5/10
Let's Pretend It's Not Kubrick
15 December 2011
When people look at the early work of any artist who is later acclaimed a genius, there are two standard views. The first is that it is a failure, because it isn't as good as the artist's later works, when his techniques and budgets will have caught up with his talent. The other is to rate it a success and find the same greatness that will appear later, even though the artist's technique and budgets have not caught up yet.

I liken the latter attitude to looking through every manger for the baby with the halo. Look! There's some straw! It must be him! Neither is the former attitude any better. Works should be judged on their own merits and with a movie like FEAR AND DESIRE, the proper standard is not the mature, big-budget Kubrick of PATHS OF GLORY, but the contemporary, low budget war movie. It's tough, because this is a movie about the insanity of war, a theme Kubrick would return to many times.

Still, at this time a jaundiced re-examination of the the Second World War was beginning, with works such as EIGHT IRON MEN in 1952 and THE CAINE MUTINY in 1954, both directed by Edward Dmytryk, presaged by Samuel Fuller's STEEL HELMETS in 1951.

Looking at those movies, we can judge this one more accurately. We can see the remarkable, if still compositions that Kubrick uses -- just the sort of picture he would offer to his editors at LIFE. Do you like your photography out front or subtle? Me, I like my compositions subtle. Otherwise they distract from what is going on. Some movies, though, are about striking images and because of weaknesses in other departments. This is one of them.

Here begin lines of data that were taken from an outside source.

//! Payload types and their byte-level encodings
//!
//! Each packet carries an opaque payload tagged with a one-byte type
//! discriminator. Known kinds get typed codecs here; unrecognized
//! discriminants are preserved as [`PayloadType::Opaque`] and passed
//! through untouched, so future payload kinds relay cleanly through
//! nodes that predate them.

use serde::{Deserialize, Serialize};

/// Payload type discriminator.
///
/// The numeric values follow the upstream port numbering.
#[derive(Debug, Clone, Copy, PartialEq, Eq, Serialize, Deserialize)]
pub enum PayloadType {
    /// UTF-8 text message
    Text,
    /// Position report (lat/lon/alt)
    Position,
    /// Node announcement (names)
    NodeAnnounce,
    /// Routing control (acknowledgments)
    Routing,
    /// Telemetry data
    Telemetry,
    /// Unrecognized type, carried opaquely
    Opaque(u8),
}

impl PayloadType {
    /// Wire discriminant
    pub fn to_byte(self) -> u8 {
        match self {
            PayloadType::Text => 1,
            PayloadType::Position => 3,
            PayloadType::NodeAnnounce => 4,
            PayloadType::Routing => 5,
            PayloadType::Telemetry => 38,
            PayloadType::Opaque(raw) => raw,
        }
    }

    /// Create from wire discriminant; never fails
    pub fn from_byte(byte: u8) -> Self {
        match byte {
            1 => PayloadType::Text,
            3 => PayloadType::Position,
            4 => PayloadType::NodeAnnounce,
            5 => PayloadType::Routing,
            38 => PayloadType::Telemetry,
            raw => PayloadType::Opaque(raw),
        }
    }
}

/// Position report payload: 20 bytes, little-endian
#[derive(Debug, Clone, Copy, PartialEq)]
pub struct Position {
    /// Latitude in degrees
    pub latitude: f64,
    /// Longitude in degrees
    pub longitude: f64,
    /// Altitude in meters
    pub altitude: f32,
}

impl Position {
    /// Encoded size in bytes
    pub const SIZE: usize = 20;

    pub fn to_bytes(&self) -> Vec<u8> {
        let mut bytes = Vec::with_capacity(Self::SIZE);
        bytes.extend_from_slice(&self.latitude.to_le_bytes());
        bytes.extend_from_slice(&self.longitude.to_le_bytes());
        bytes.extend_from_slice(&self.altitude.to_le_bytes());
        bytes
    }

    pub fn from_bytes(data: &[u8]) -> Option<Self> {
        if data.len() < Self::SIZE {
            return None;
        }
        Some(Self {
            latitude: f64::from_le_bytes(data[0..8].try_into().ok()?),
            longitude: f64::from_le_bytes(data[8..16].try_into().ok()?),
            altitude: f32::from_le_bytes(data[16..20].try_into().ok()?),
        })
    }
}

/// Node announcement payload: length-prefixed short and long names
#[derive(Debug, Clone, PartialEq, Eq)]
pub struct NodeAnnounce {
    /// Short name (up to 4 characters)
    pub short_name: String,
    /// Long name/description (up to 40 characters)
    pub long_name: String,
}

impl NodeAnnounce {
    pub fn new(short_name: &str, long_name: &str) -> Self {
        Self {
            short_name: short_name.chars().take(4).collect(),
            long_name: long_name.chars().take(40).collect(),
        }
    }

    pub fn to_bytes(&self) -> Vec<u8> {
        let short = self.short_name.as_bytes();
        let long = self.long_name.as_bytes();
        let mut bytes = Vec::with_capacity(2 + short.len() + long.len());
        bytes.push(short.len() as u8);
        bytes.extend_from_slice(short);
        bytes.push(long.len() as u8);
        bytes.extend_from_slice(long);
        bytes
    }

    pub fn from_bytes(data: &[u8]) -> Option<Self> {
        let short_len = *data.first()? as usize;
        let short_end = 1 + short_len;
        let short = data.get(1..short_end)?;
        let long_len = *data.get(short_end)? as usize;
        let long = data.get(short_end + 1..short_end + 1 + long_len)?;
        Some(Self {
            short_name: String::from_utf8_lossy(short).into_owned(),
            long_name: String::from_utf8_lossy(long).into_owned(),
        })
    }
}

/// Routing-control ack payload: the acked packet id
pub fn encode_ack(acked_id: u32) -> Vec<u8> {
    acked_id.to_le_bytes().to_vec()
}

/// Parse a routing-control ack payload
pub fn decode_ack(data: &[u8]) -> Option<u32> {
    Some(u32::from_le_bytes(data.get(0..4)?.try_into().ok()?))
}

/// Device metrics telemetry
///
/// Battery and radio health, sent periodically by nodes. Absent fields
/// encode as 0xFF (battery) or NaN (floats).
#[derive(Debug, Clone, Default, PartialEq)]
pub struct DeviceMetrics {
    /// Battery level (0-100%), None when externally powered
    pub battery_level: Option<u8>,
    /// Supply voltage in volts
    pub voltage: Option<f32>,
    /// Fraction of time the channel was busy (0.0-1.0)
    pub channel_utilization: Option<f32>,
    /// Uptime in seconds since boot
    pub uptime_seconds: Option<u32>,
}

/// Environment sensor telemetry
#[derive(Debug, Clone, Default, PartialEq)]
pub struct EnvironmentMetrics {
    /// Temperature in Celsius
    pub temperature: Option<f32>,
    /// Relative humidity (0-100%)
    pub relative_humidity: Option<f32>,
    /// Barometric pressure in hPa
    pub barometric_pressure: Option<f32>,
}

/// Telemetry payload: one-byte variant tag, u32 timestamp, variant data
#[derive(Debug, Clone, PartialEq)]
pub enum Telemetry {
    Device(DeviceMetrics),
    Environment(EnvironmentMetrics),
}

fn push_opt_f32(bytes: &mut Vec<u8>, value: Option<f32>) {
    bytes.extend_from_slice(&value.unwrap_or(f32::NAN).to_le_bytes());
}

fn read_opt_f32(data: &[u8], offset: usize) -> Option<Option<f32>> {
    let v = f32::from_le_bytes(data.get(offset..offset + 4)?.try_into().ok()?);
    Some(if v.is_nan() { None } else { Some(v) })
}

impl Telemetry {
    /// Serialize with the given timestamp (seconds since epoch)
    pub fn to_bytes(&self, time: u32) -> Vec<u8> {
        let mut bytes = Vec::new();
        match self {
            Telemetry::Device(m) => {
                bytes.push(0);
                bytes.extend_from_slice(&time.to_le_bytes());
                bytes.push(m.battery_level.unwrap_or(0xFF));
                push_opt_f32(&mut bytes, m.voltage);
                push_opt_f32(&mut bytes, m.channel_utilization);
                bytes.extend_from_slice(&m.uptime_seconds.unwrap_or(0).to_le_bytes());
            }
            Telemetry::Environment(m) => {
                bytes.push(1);
                bytes.extend_from_slice(&time.to_le_bytes());
                push_opt_f32(&mut bytes, m.temperature);
                push_opt_f32(&mut bytes, m.relative_humidity);
                push_opt_f32(&mut bytes, m.barometric_pressure);
            }
        }
        bytes
    }

    /// Parse telemetry, returning the payload and its timestamp
    pub fn from_bytes(data: &[u8]) -> Option<(Self, u32)> {
        if data.len() < 5 {
            return None;
        }
        let time = u32::from_le_bytes(data[1..5].try_into().ok()?);
        let telemetry = match data[0] {
            0 => {
                if data.len() < 18 {
                    return None;
                }
                let battery = if data[5] == 0xFF { None } else { Some(data[5]) };
                let uptime = u32::from_le_bytes(data[14..18].try_into().ok()?);
                Telemetry::Device(DeviceMetrics {
                    battery_level: battery,
                    voltage: read_opt_f32(data, 6)?,
                    channel_utilization: read_opt_f32(data, 10)?,
                    uptime_seconds: if uptime == 0 { None } else { Some(uptime) },
                })
            }
            1 => {
                if data.len() < 17 {
                    return None;
                }
                Telemetry::Environment(EnvironmentMetrics {
                    temperature: read_opt_f32(data, 5)?,
                    relative_humidity: read_opt_f32(data, 9)?,
                    barometric_pressure: read_opt_f32(data, 13)?,
                })
            }
            _ => return None,
        };
        Some((telemetry, time))
    }
}

#[cfg(test)]
mod tests {
    use super::*;

    #[test]
    fn test_payload_type_roundtrip() {
        for pt in [
            PayloadType::Text,
            PayloadType::Position,
            PayloadType::NodeAnnounce,
            PayloadType::Routing,
            PayloadType::Telemetry,
        ] {
            assert_eq!(PayloadType::from_byte(pt.to_byte()), pt);
        }
        // Unknown discriminants survive
        assert_eq!(PayloadType::from_byte(200), PayloadType::Opaque(200));
        assert_eq!(PayloadType::Opaque(200).to_byte(), 200);
    }

    #[test]
    fn test_position_roundtrip() {
        let pos = Position {
            latitude: 52.5200,
            longitude: 13.4050,
            altitude: 34.5,
        };
        let recovered = Position::from_bytes(&pos.to_bytes()).unwrap();
        assert_eq!(recovered, pos);
        assert!(Position::from_bytes(&[0u8; 10]).is_none());
    }

    #[test]
    fn test_node_announce() {
        let ann = NodeAnnounce::new("BASE", "Field station north");
        let recovered = NodeAnnounce::from_bytes(&ann.to_bytes()).unwrap();
        assert_eq!(recovered.short_name, "BASE");
        assert_eq!(recovered.long_name, "Field station north");

        // Names are capped
        let capped = NodeAnnounce::new("TOOLONG", "x");
        assert_eq!(capped.short_name, "TOOL");

        // Truncated input
        assert!(NodeAnnounce::from_bytes(&[4, b'a']).is_none());
    }

    #[test]
    fn test_ack_roundtrip() {
        assert_eq!(decode_ack(&encode_ack(0xCAFE_F00D)), Some(0xCAFE_F00D));
        assert_eq!(decode_ack(&[1, 2]), None);
    }

    #[test]
    fn test_telemetry_device_roundtrip() {
        let metrics = DeviceMetrics {
            battery_level: Some(85),
            voltage: Some(4.1),
            channel_utilization: None,
            uptime_seconds: Some(3600),
        };
        let bytes = Telemetry::Device(metrics.clone()).to_bytes(12345);
        let (recovered, time) = Telemetry::from_bytes(&bytes).unwrap();
        assert_eq!(time, 12345);
        assert_eq!(recovered, Telemetry::Device(metrics));
    }

    #[test]
    fn test_telemetry_environment_roundtrip() {
        let metrics = EnvironmentMetrics {
            temperature: Some(21.5),
            relative_humidity: Some(40.0),
            barometric_pressure: None,
        };
        let bytes = Telemetry::Environment(metrics.clone()).to_bytes(777);
        let (recovered, time) = Telemetry::from_bytes(&bytes).unwrap();
        assert_eq!(time, 777);
        assert_eq!(recovered, Telemetry::Environment(metrics));
    }

    #[test]
    fn test_telemetry_rejects_short_and_unknown() {
        assert!(Telemetry::from_bytes(&[0, 1, 2]).is_none());
        assert!(Telemetry::from_bytes(&[9, 0, 0, 0, 0, 0]).is_none());
    }
}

Now we listen to the words as they are spoken by the actors and think about what the words mean and how they are delivered. The script about this squad trapped behind enemy lines is melodramatic and the actors are way over the top, with little modulation.

The pieces -- pictures, script and performances -- don't fit together well. The result is a fitfully interesting but overall poor movie, not really worth your time.... except it is Kubrick, and given my exhaustive (and exhausting) academic attitude towards these things, I want to see everything he did. I'm glad I saw it.

So that makes it decent. Which, come to think of it, is what you'd expect of the first feature film of a great director.